PROBLEM DESCRIPTION: Gather, from the listing beneath this task, every line holding the string "match".

EXCERPTED RECORDS:
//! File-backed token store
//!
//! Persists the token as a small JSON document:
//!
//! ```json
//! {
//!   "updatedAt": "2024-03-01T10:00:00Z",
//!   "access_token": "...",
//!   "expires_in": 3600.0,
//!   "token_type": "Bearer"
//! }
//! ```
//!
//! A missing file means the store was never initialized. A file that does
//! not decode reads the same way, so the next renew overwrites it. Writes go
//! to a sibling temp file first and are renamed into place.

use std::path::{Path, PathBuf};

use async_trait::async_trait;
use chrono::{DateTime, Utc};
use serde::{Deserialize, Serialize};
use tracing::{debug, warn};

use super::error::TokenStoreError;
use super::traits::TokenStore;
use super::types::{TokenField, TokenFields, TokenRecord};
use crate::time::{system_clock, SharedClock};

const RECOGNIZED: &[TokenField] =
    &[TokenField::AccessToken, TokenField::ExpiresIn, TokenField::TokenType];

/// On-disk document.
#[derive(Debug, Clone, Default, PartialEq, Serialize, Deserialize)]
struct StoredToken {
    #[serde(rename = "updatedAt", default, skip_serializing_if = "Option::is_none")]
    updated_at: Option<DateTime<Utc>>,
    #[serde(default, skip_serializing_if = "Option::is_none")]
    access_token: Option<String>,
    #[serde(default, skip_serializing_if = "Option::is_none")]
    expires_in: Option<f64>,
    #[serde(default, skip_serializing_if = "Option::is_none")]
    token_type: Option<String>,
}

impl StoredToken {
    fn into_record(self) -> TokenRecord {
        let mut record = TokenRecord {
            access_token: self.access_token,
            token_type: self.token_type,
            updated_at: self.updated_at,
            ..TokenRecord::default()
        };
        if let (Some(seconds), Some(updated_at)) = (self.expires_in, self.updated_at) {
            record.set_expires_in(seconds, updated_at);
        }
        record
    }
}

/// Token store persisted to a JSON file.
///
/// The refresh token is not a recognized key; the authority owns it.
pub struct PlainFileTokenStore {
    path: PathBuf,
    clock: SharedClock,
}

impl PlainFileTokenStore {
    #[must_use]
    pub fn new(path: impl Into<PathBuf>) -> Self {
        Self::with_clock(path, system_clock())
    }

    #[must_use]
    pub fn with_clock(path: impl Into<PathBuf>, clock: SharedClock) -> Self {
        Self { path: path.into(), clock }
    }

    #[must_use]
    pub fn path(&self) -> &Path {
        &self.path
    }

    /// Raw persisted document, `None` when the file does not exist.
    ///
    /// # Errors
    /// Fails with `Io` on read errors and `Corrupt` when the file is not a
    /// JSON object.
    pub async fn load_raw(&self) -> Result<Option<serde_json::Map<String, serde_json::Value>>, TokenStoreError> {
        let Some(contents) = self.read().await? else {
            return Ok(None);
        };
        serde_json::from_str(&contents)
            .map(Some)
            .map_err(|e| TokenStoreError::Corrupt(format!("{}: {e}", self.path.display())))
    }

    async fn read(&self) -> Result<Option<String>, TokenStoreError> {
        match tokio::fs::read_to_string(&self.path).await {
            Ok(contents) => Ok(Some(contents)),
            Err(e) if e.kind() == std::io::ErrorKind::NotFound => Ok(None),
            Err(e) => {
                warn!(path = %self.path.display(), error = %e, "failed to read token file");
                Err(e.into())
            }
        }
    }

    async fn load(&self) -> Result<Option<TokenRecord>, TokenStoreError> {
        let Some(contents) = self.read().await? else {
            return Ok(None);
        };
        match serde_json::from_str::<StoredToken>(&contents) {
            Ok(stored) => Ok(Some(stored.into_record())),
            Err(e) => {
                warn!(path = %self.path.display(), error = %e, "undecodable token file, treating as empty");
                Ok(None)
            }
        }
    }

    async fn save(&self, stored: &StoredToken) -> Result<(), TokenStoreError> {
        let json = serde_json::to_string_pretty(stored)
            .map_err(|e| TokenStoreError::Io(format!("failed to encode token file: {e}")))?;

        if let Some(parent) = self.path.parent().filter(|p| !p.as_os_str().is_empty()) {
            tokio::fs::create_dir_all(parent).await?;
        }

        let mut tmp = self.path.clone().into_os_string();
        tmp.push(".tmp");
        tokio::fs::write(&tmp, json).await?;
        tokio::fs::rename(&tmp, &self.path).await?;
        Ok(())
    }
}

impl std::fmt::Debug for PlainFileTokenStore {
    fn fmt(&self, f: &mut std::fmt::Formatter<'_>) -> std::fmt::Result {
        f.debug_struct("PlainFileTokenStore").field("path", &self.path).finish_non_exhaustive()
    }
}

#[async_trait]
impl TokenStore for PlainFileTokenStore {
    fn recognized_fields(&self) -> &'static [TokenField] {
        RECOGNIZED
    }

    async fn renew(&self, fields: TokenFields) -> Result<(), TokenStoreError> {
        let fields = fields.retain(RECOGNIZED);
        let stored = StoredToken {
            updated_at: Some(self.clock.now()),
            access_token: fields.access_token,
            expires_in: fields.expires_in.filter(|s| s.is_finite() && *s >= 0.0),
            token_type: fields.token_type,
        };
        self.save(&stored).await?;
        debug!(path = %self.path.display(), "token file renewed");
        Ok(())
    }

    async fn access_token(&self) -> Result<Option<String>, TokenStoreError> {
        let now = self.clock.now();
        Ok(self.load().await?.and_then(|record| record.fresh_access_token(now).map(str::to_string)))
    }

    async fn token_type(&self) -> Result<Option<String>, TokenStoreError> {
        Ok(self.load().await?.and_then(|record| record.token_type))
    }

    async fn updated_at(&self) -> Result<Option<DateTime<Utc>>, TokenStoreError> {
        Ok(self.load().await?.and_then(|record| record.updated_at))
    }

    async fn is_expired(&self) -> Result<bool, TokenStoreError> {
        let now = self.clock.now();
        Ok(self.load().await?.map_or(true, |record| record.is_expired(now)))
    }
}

TASK OUTPUT:
        match tokio::fs::read_to_string(&self.path).await {
        match serde_json::from_str::<StoredToken>(&contents) {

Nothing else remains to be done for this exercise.